Veri Bilimi Yaşam Döngüsü

Görüntü, veri bilimi yaşam döngüsünün beş aşamasını temsil eder: Capture , (veri toplama, veri girişi, sinyal alımı, veri çıkarma); Maintain (veri depolama, veri temizleme, veri hazırlama, veri işleme, veri mimarisi); Process (veri madenciliği, kümeleme / sınıflandırma, veri modelleme, veri özetleme); Analyze (keşif / doğrulayıcı, öngörücü analiz, regresyon, metin madenciliği, nitel analiz); Communicate (veri raporlama, veri görselleştirme, iş zekası, karar verme).

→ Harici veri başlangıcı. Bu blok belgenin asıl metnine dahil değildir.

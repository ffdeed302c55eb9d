//! Batch summarization orchestrator.

use super::retry::RetryDelays;
use super::summarizer::{DispatchError, ItemOutcome, Summarizer, SummaryResponse};
use crate::batch::{BatchFailure, BatchRequest, BatchResult};
use crate::error_code::ErrorType;
use crate::resilience::{DomainRateLimiterManager, RateLimiter};
use crate::types::SummarizedItem;
use crate::Result;
use futures::stream::{self, StreamExt};
use futures::FutureExt;
use serde::{Deserialize, Serialize};
use std::any::Any;
use std::collections::HashSet;
use std::panic::AssertUnwindSafe;
use std::sync::Arc;
use std::time::{Duration, Instant};
use tracing::{info, warn};

#[derive(Debug, Clone, PartialEq, Eq, Serialize, Deserialize)]
#[serde(default)]
pub struct DispatchConfig {
    /// Maximum in-flight summarization calls.
    pub concurrency_limit: usize,
    /// Hard deadline per call.
    pub timeout_ms: u64,
    /// Total attempts per batch, including the first call.
    pub max_retry_attempts: u32,
    pub retry: RetryDelays,
}

impl Default for DispatchConfig {
    fn default() -> Self {
        Self {
            concurrency_limit: 2,
            timeout_ms: 120_000,
            max_retry_attempts: 3,
            retry: RetryDelays::default(),
        }
    }
}

impl DispatchConfig {
    pub fn new() -> Self {
        Self::default()
    }
    pub fn with_concurrency_limit(mut self, n: usize) -> Self {
        self.concurrency_limit = n;
        self
    }
    pub fn with_timeout(mut self, t: Duration) -> Self {
        self.timeout_ms = t.as_millis() as u64;
        self
    }
    pub fn with_max_retry_attempts(mut self, n: u32) -> Self {
        self.max_retry_attempts = n;
        self
    }
    pub fn with_retry_delays(mut self, r: RetryDelays) -> Self {
        self.retry = r;
        self
    }
    pub fn timeout(&self) -> Duration {
        Duration::from_millis(self.timeout_ms)
    }
}

/// Dispatches batch requests to a [`Summarizer`] with bounded concurrency,
/// per-call deadlines and classified retries.
///
/// Dispatch never fails as a whole: every item of every request ends up either
/// in `successes` or in `failures` of its request's [`BatchResult`].
pub struct BatchOrchestrator {
    summarizer: Arc<dyn Summarizer>,
    config: DispatchConfig,
    api_limiter: Option<Arc<RateLimiter>>,
}

impl BatchOrchestrator {
    pub fn new(summarizer: Arc<dyn Summarizer>, config: DispatchConfig) -> Self {
        Self {
            summarizer,
            config,
            api_limiter: None,
        }
    }

    /// Draw a permit from the limiter of `endpoint` before every call.
    pub fn with_rate_limiter(
        mut self,
        manager: &DomainRateLimiterManager,
        endpoint: &str,
    ) -> Result<Self> {
        self.api_limiter = Some(manager.limiter_for(endpoint)?);
        Ok(self)
    }

    pub fn config(&self) -> &DispatchConfig {
        &self.config
    }

    /// Results come back in dispatch order, one per request.
    pub async fn process_batches(&self, requests: Vec<BatchRequest>) -> Vec<BatchResult> {
        let n = requests.len();
        if n == 0 {
            return Vec::new();
        }
        let limit = self.config.concurrency_limit.max(1);

        let mut results: Vec<(usize, BatchResult)> = stream::iter(requests.into_iter().enumerate())
            .map(|(idx, req)| async move { (idx, self.process_one(req).await) })
            .buffer_unordered(limit)
            .collect()
            .await;
        results.sort_by_key(|(idx, _)| *idx);
        results.into_iter().map(|(_, r)| r).collect()
    }

    async fn process_one(&self, req: BatchRequest) -> BatchResult {
        let start = Instant::now();
        let mut result = BatchResult::new(req.id);
        result.metrics.item_count = req.items.len();
        result.metrics.estimated_tokens = req.estimated_tokens;
        if req.items.is_empty() {
            return result;
        }

        let max_attempts = self.config.max_retry_attempts.max(1);
        let mut attempts = 0u32;
        let outcome = loop {
            attempts += 1;
            match self.attempt(&req).await {
                Ok(response) => break Ok(response),
                Err(err) if err.retryable() && attempts < max_attempts => {
                    let delay = self
                        .config
                        .retry
                        .delay_for(err.error_type, attempts - 1, err.retry_after);
                    warn!(
                        request_id = %req.id,
                        attempt = attempts,
                        error_type = %err.error_type,
                        delay_ms = delay.as_millis() as u64,
                        "batch attempt failed, retrying: {}",
                        err.message
                    );
                    if let (ErrorType::RateLimit, Some(limiter)) = (err.error_type, &self.api_limiter) {
                        limiter.pause_for(delay).await;
                    }
                    tokio::time::sleep(delay).await;
                }
                Err(err) => break Err(err),
            }
        };
        result.metrics.attempts = attempts;

        match outcome {
            Ok(response) => self.collect_response(&req, response, &mut result),
            Err(err) => {
                warn!(
                    request_id = %req.id,
                    attempts,
                    items = req.items.len(),
                    error_type = %err.error_type,
                    retryable = err.retryable(),
                    "batch failed: {}",
                    err.message
                );
                let batch_size = req.items.len();
                for item in req.items {
                    result.add_failure(BatchFailure::batch_level(
                        item,
                        err.error_type,
                        err.message.clone(),
                        batch_size,
                    ));
                }
            }
        }

        result.metrics.success_count = result.success_count();
        result.metrics.failure_count = result.failure_count();
        result.metrics.elapsed = start.elapsed();
        info!(
            request_id = %req.id,
            successes = result.metrics.success_count,
            failures = result.metrics.failure_count,
            attempts,
            elapsed_ms = result.metrics.elapsed.as_millis() as u64,
            "batch resolved"
        );
        result
    }

    async fn attempt(&self, req: &BatchRequest) -> std::result::Result<SummaryResponse, DispatchError> {
        if let Some(limiter) = &self.api_limiter {
            limiter
                .acquire()
                .await
                .map_err(|e| DispatchError::new(ErrorType::RateLimit, e.to_string()))?;
        }

        // A panicking summarizer fails its own batch, never its siblings.
        let call = AssertUnwindSafe(self.summarizer.summarize(&req.items)).catch_unwind();
        let timeout = self.config.timeout();
        match tokio::time::timeout(timeout, call).await {
            Ok(Ok(r)) => r,
            Ok(Err(payload)) => Err(DispatchError::new(
                ErrorType::Unknown,
                format!("summarizer panicked: {}", panic_message(payload.as_ref())),
            )),
            Err(_) => Err(DispatchError::new(
                ErrorType::Timeout,
                format!("summarization call exceeded {}ms", timeout.as_millis()),
            )),
        }
    }

    fn collect_response(&self, req: &BatchRequest, response: SummaryResponse, result: &mut BatchResult) {
        let batch_size = req.items.len();
        let requested: HashSet<i64> = req.items.iter().map(|i| i.id).collect();
        let unexpected: Vec<i64> = response
            .keys()
            .filter(|id| !requested.contains(id))
            .copied()
            .collect();
        if !unexpected.is_empty() {
            warn!(request_id = %req.id, ids = ?unexpected, "response contains ids that were not requested");
        }

        for item in &req.items {
            match response.get(&item.id) {
                Some(ItemOutcome::Summary(summary)) => result.add_success(SummarizedItem {
                    item: item.clone(),
                    summary: summary.clone(),
                }),
                Some(ItemOutcome::Error(e)) => result.add_failure(BatchFailure::item_level(
                    item.clone(),
                    e.error_type(),
                    e.message.clone(),
                    batch_size,
                )),
                None => result.add_failure(BatchFailure::item_level(
                    item.clone(),
                    ErrorType::ApiError,
                    "item missing from provider response",
                    batch_size,
                )),
            }
        }
    }
}

fn panic_message(payload: &(dyn Any + Send)) -> String {
    if let Some(s) = payload.downcast_ref::<&str>() {
        s.to_string()
    } else if let Some(s) = payload.downcast_ref::<String>() {
        s.clone()
    } else {
        "unknown panic".to_string()
    }
}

“Veri bilimcisi” terimi, 2008'e kadar şirketler büyük miktarda veri düzenleme ve analiz etme becerisine sahip veri profesyonellerine duyulan ihtiyacı fark ettiklerinde ortaya çıktı. 1 2009 McKinsey & Company makalesinde, Google'ın baş iktisatçısı ve UC Berkeley bilgi bilimleri, işletme ve ekonomi profesörü olan Hal Varian, teknolojinin etkisine ve farklı endüstrilerin yeniden yapılandırılmasına uyum sağlamanın önemini tahmin etti.
Veri bilimcinin bilmesi gerekenler
Bu terimler ve teknolojiler veri bilimcileri tarafından yaygın olarak kullanılmaktadır:
Veri görselleştirme : verilerin kolayca analiz edilebilmesi için resimsel veya grafik formatında sunulması.
Makine öğrenimi : matematiksel algoritmalara ve otomasyona dayalı yapay zekanın bir dalı.
Derin öğrenme : Karmaşık soyutlamaları modellemek için verileri kullanan bir makine öğrenme araştırması alanı.
Örüntü tanıma : verilerdeki örüntüleri tanıyan teknoloji (genellikle makine öğrenimi ile birbirinin yerine kullanılır).
Veri hazırlama : Ham verileri daha kolay tüketilebilmesi için başka bir formata dönüştürme işlemi.
Metin analizi : önemli iş bilgilerini edinmek için yapılandırılmamış verileri inceleme süreci.